Cette situation accroît les risques de nouveaux rejets radioactifs dans l’environnement. Elle est d’autant plus inquiétante que la seule balise IRSN censée mesurer en continu la radioactivité dans l’eau de la Garonne au niveau d’un important captage d’eau potable est en panne depuis six mois maintenant (voir la lettre des associations à ce sujet)…
Un dangereux signal d’impunité pour EDF
Nos associations refusaient qu’une telle pollution reste impunie. Après un dépôt de plainte le 28 novembre 2016, le Réseau “Sortir du nucléaire“ a fait citer directement EDF devant le tribunal le 17 octobre 2017. L’Association Française des Malades de la Thyroïde, les Amis de la Terre Midi-Pyrénées, France Nature Environnement Midi-Pyrénées, France Nature Environnement 82, la SEPANLOG et Stop-Golfech-VSDNG se sont constitués partie civile.
Lors de l’audience de première instance, qui a eu lieu le 13 décembre 2018, la représentante d’EDF a été incapable de préciser si le problème des fuites sur les gaines de combustible persistait. Belle illustration du désintérêt de l’entreprise pour d’éventuelles nouvelles pollutions qui pourraient résulter de ce défaut !

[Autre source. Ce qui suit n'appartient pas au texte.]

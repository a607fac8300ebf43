use colored::Colorize;

use strata_core::report::Report;
use strata_core::types::{RuleCategory, Severity, Violation, ViolationKind};

/// Display filters for the text report. They never change what was analyzed.
#[derive(Debug, Clone, Default)]
pub struct TextOptions {
    /// Hide violations less severe than this.
    pub min_severity: Option<Severity>,
    /// Show at most this many violations per category.
    pub limit: Option<usize>,
}

fn category_title(category: RuleCategory) -> &'static str {
    match category {
        RuleCategory::LayerDirection => "Layer direction",
        RuleCategory::CircularDependency => "Circular dependencies",
        RuleCategory::AggregateBoundary => "Aggregate boundaries",
        RuleCategory::Naming => "Naming",
        RuleCategory::ForbiddenPackage => "Forbidden packages",
        RuleCategory::HardcodedSecret => "Hardcoded secrets",
    }
}

fn severity_label(severity: Severity) -> String {
    match severity {
        Severity::Critical => "CRITICAL".red().bold().to_string(),
        Severity::High => "HIGH".red().to_string(),
        Severity::Medium => "MEDIUM".yellow().to_string(),
        Severity::Low => "LOW".blue().to_string(),
    }
}

/// Format a full analysis report for terminal output.
pub fn format_report(report: &Report, options: &TextOptions) -> String {
    let mut out = String::new();

    out.push_str(&format!(
        "\n{}\n",
        "Strata - Layered Architecture Analysis".bold()
    ));
    out.push_str(&format!("{}\n", "=".repeat(40)));

    let metrics = &report.metrics;
    out.push_str(&format!(
        "\n{}: {} files, {} imports, {} functions\n",
        "Summary".bold(),
        metrics.total_files,
        metrics.total_imports,
        metrics.total_functions,
    ));

    out.push_str(&format!("\n{}\n{}\n", "Metrics".bold(), "-".repeat(40)));
    out.push_str("  Files by layer:\n");
    for (layer, count) in &metrics.files_by_layer {
        out.push_str(&format!("    {layer}: {count}\n"));
    }
    out.push_str(&format!(
        "  Layer coverage: {:.1}%\n",
        metrics.classification_coverage()
    ));
    let graph = &report.graph_metrics;
    out.push_str(&format!(
        "  Dependency graph: {} edges, out-degree avg={:.2} max={}\n",
        graph.edge_count, graph.avg_out_degree, graph.max_out_degree
    ));

    let total = report.total_violations();
    if total == 0 {
        out.push_str(&format!("\n{}\n", "No violations found!".green().bold()));
        out.push('\n');
        return out;
    }

    let counts = report.severity_counts();
    out.push_str(&format!(
        "\n{} ({} found: {} critical, {} high, {} medium, {} low)\n{}\n",
        "Violations".red().bold(),
        total,
        counts[&Severity::Critical],
        counts[&Severity::High],
        counts[&Severity::Medium],
        counts[&Severity::Low],
        "-".repeat(40),
    ));

    for (category, violations) in &report.violations {
        let shown: Vec<&Violation> = violations
            .iter()
            .filter(|v| {
                options
                    .min_severity
                    .map_or(true, |min| v.severity.is_at_least(min))
            })
            .collect();
        if shown.is_empty() {
            continue;
        }

        out.push_str(&format!(
            "\n{} ({})\n",
            category_title(*category).bold(),
            shown.len()
        ));

        let limit = options.limit.unwrap_or(usize::MAX);
        for v in shown.iter().take(limit) {
            out.push_str(&format_violation(v));
        }
        if shown.len() > limit {
            out.push_str(&format!(
                "  {}\n",
                format!("... and {} more", shown.len() - limit).dimmed()
            ));
        }
    }

    out.push('\n');
    out
}

fn format_violation(v: &Violation) -> String {
    let detail = match &v.kind {
        ViolationKind::LayerDirection {
            from_layer,
            to_layer,
            ..
        } => format!("{from_layer} -> {to_layer}"),
        ViolationKind::CircularDependency { cycle } => format!("{} files", cycle.len()),
        ViolationKind::AggregateBoundary {
            from_aggregate,
            to_aggregate,
            ..
        } => format!("{from_aggregate} -> {to_aggregate}"),
        ViolationKind::Naming { suggested, .. } => format!("rename to {suggested}"),
        ViolationKind::ForbiddenPackage { package, .. } => package.clone(),
        ViolationKind::HardcodedSecret {
            secret_type,
            column,
        } => format!("{secret_type} at column {column}"),
    };

    let mut out = format!(
        "\n  {} [{}] {}\n",
        severity_label(v.severity),
        detail,
        v.location
    );
    out.push_str(&format!("    {}\n", v.message));
    if let Some(ref suggestion) = v.suggestion {
        out.push_str(&format!("    {}: {}\n", "Suggestion".cyan(), suggestion));
    }
    out
}

/// Format a check result for CI use. Returns (text, passed).
pub fn format_check(report: &Report, fail_on: Severity) -> (String, bool) {
    let failing = report.count_at_least(fail_on);
    let passed = failing == 0;

    let mut out = format_report(report, &TextOptions::default());

    if passed {
        out.push_str(&format!("{}\n", "CHECK PASSED".green().bold()));
    } else {
        out.push_str(&format!(
            "{}: {} violation(s) at severity {} or above\n",
            "CHECK FAILED".red().bold(),
            failing,
            fail_on,
        ));
    }

    (out, passed)
}
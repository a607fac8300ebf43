//! Renderers for strata reports. Nothing here analyzes; every function
//! takes a finished [`strata_core::Report`] and returns a string.

pub mod dot;
pub mod json;
pub mod text;

#[cfg(test)]
pub(crate) mod fixtures {
    use strata_core::detectors::{
        AggregateBoundaryDetector, CycleDetector, DetectionContext, Detector, DetectorOutput,
        LayerDirectionDetector,
    };
    use strata_core::report::aggregate;
    use strata_core::{DependencyGraph, LayerClassifier, Report, SeverityMap, SourceUnit};

    /// A small report with one layer violation, one cycle and one
    /// cross-aggregate import.
    pub fn sample_report() -> Report {
        report_for(&[
            (
                "src/domain/order/Order.ts",
                "import { Db } from '../../infrastructure/Db';\nimport { User } from '../user/User';\n",
            ),
            (
                "src/domain/user/User.ts",
                "import { Order } from '../order/Order';\n",
            ),
            ("src/infrastructure/Db.ts", "export class Db {}\n"),
            ("src/main.ts", "import { Db } from './infrastructure/Db';\n"),
        ])
    }

    pub fn clean_report() -> Report {
        report_for(&[
            ("src/domain/Order.ts", "import { Money } from '../shared/Money';\n"),
            ("src/shared/Money.ts", "export class Money {}\n"),
        ])
    }

    fn report_for(files: &[(&str, &str)]) -> Report {
        let classifier = LayerClassifier::default();
        let units: Vec<SourceUnit> = files
            .iter()
            .map(|(p, c)| SourceUnit::from_content(p, c.to_string(), &classifier))
            .collect();
        let graph = DependencyGraph::build(&units);
        let severities = SeverityMap::new();
        let ctx = DetectionContext {
            units: &units,
            graph: &graph,
            classifier: &classifier,
            severities: &severities,
        };
        let detectors: Vec<Box<dyn Detector>> = vec![
            Box::new(LayerDirectionDetector::default()),
            Box::new(CycleDetector),
            Box::new(AggregateBoundaryDetector::default()),
        ];
        let outputs = detectors
            .iter()
            .map(|d| DetectorOutput {
                category: d.category(),
                violations: d.detect(&ctx),
            })
            .collect();
        aggregate(outputs, units, graph)
    }
}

Le 10 janvier 2019, malgré ces faits accablants, le tribunal de police de Montauban a finalement relaxé EDF. Face à une décision aussi incompréhensible, les associations ont décidé de faire appel. L’audience aura lieu à la cour d’appel de Toulouse, le lundi 7 octobre à 14h. Un rassemblement se tiendra devant la cour d’appel, à partir de 13h30.
Ce rassemblement sera aussi l’occasion de rappeler l’urgence d’une sortie du nucléaire, pour mettre fin à la fuite en avant d’une industrie qui met en danger aussi bien les personnes qui travaillent pour elle que les populations.
Note :
[1] Pour ces chercheurs, ces pics de rejets pourraient expliquer le surcroît de leucémie aux alentours des installations nucléaires (voir notamment les travaux d’Ian Fairlie et Alfred Körblein sur le sujet). Plusieurs études font en effet état d’une telle corrélation (voir l’étude allemande KiKK en 2007 et l’étude de l’INSERM parue en 2012.)
Photo en titre : La centrale nucléaire de Golfech ©ladepeche.fr
Par le Réseau « Sortir du nucléaire », 9 rue Dumenge, 69317 Lyon cedex 04, www.sortirdunucleaire.org
NDLR: pour info, la cour d’appel tranchera le lundi 13 janvier 2020 à 14h.